⟨

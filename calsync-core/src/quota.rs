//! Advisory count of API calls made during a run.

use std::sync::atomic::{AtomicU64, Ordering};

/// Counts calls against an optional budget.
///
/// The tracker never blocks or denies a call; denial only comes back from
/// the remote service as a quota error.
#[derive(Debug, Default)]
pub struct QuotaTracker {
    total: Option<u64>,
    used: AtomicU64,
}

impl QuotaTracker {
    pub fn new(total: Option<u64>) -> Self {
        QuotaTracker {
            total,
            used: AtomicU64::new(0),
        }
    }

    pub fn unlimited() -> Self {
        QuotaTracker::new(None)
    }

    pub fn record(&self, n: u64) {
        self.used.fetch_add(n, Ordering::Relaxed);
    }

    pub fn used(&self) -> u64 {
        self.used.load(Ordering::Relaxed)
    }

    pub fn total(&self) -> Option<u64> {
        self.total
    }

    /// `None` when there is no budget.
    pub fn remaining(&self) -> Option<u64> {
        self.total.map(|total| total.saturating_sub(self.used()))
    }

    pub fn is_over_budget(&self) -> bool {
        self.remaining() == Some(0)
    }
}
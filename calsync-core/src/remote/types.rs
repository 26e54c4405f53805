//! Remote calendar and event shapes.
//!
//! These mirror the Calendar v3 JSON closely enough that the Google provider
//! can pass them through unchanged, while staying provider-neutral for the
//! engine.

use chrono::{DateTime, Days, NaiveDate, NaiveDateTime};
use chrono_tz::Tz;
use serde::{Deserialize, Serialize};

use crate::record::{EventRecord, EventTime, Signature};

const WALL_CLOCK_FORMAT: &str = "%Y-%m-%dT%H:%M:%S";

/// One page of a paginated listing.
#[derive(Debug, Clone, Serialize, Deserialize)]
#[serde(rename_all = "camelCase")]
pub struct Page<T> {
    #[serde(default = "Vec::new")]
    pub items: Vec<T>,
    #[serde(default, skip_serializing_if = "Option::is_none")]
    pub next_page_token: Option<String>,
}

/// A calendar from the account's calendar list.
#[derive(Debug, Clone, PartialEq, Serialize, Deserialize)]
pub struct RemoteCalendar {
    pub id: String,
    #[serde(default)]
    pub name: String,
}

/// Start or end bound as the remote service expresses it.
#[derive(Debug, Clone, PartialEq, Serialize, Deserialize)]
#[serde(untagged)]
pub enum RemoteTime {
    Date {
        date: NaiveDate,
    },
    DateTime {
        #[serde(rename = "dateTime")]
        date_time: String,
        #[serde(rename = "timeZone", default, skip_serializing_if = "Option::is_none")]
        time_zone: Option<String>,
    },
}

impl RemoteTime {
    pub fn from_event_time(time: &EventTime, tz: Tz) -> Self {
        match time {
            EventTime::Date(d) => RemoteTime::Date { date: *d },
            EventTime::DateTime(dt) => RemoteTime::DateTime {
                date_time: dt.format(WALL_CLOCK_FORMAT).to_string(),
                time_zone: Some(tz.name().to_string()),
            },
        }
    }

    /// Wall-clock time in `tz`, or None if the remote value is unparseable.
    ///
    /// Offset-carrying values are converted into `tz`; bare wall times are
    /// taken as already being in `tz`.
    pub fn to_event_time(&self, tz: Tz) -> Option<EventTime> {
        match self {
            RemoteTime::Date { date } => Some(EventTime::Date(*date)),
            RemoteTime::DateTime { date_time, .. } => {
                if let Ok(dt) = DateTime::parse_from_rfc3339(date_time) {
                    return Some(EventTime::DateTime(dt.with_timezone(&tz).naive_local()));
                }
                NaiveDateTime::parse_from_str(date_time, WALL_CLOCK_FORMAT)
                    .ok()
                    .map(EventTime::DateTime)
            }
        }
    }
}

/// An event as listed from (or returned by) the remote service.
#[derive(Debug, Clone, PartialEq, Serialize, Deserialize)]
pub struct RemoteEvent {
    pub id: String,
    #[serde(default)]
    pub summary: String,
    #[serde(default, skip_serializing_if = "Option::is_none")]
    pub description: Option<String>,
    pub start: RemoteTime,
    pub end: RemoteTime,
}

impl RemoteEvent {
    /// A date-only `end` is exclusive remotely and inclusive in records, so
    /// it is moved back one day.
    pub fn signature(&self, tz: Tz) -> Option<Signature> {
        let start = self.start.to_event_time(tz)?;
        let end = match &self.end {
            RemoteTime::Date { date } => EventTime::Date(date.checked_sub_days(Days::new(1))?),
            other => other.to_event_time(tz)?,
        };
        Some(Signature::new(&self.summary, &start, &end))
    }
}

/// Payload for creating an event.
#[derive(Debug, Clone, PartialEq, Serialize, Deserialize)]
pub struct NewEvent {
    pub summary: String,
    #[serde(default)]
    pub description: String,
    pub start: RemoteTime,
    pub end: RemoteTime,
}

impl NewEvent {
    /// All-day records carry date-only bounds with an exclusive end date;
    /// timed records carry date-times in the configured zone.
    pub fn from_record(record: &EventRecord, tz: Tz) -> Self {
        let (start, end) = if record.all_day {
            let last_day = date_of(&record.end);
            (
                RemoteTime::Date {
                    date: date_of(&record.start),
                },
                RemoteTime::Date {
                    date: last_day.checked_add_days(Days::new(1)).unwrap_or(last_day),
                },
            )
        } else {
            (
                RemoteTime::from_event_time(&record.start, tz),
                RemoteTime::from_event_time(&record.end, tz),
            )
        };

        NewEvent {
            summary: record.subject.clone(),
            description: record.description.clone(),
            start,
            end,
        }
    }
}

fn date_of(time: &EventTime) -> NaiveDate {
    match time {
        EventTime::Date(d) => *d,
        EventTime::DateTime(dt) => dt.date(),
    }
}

⟩

Of the lines in the listing above, count those containing the word "only", and state the count alone.

3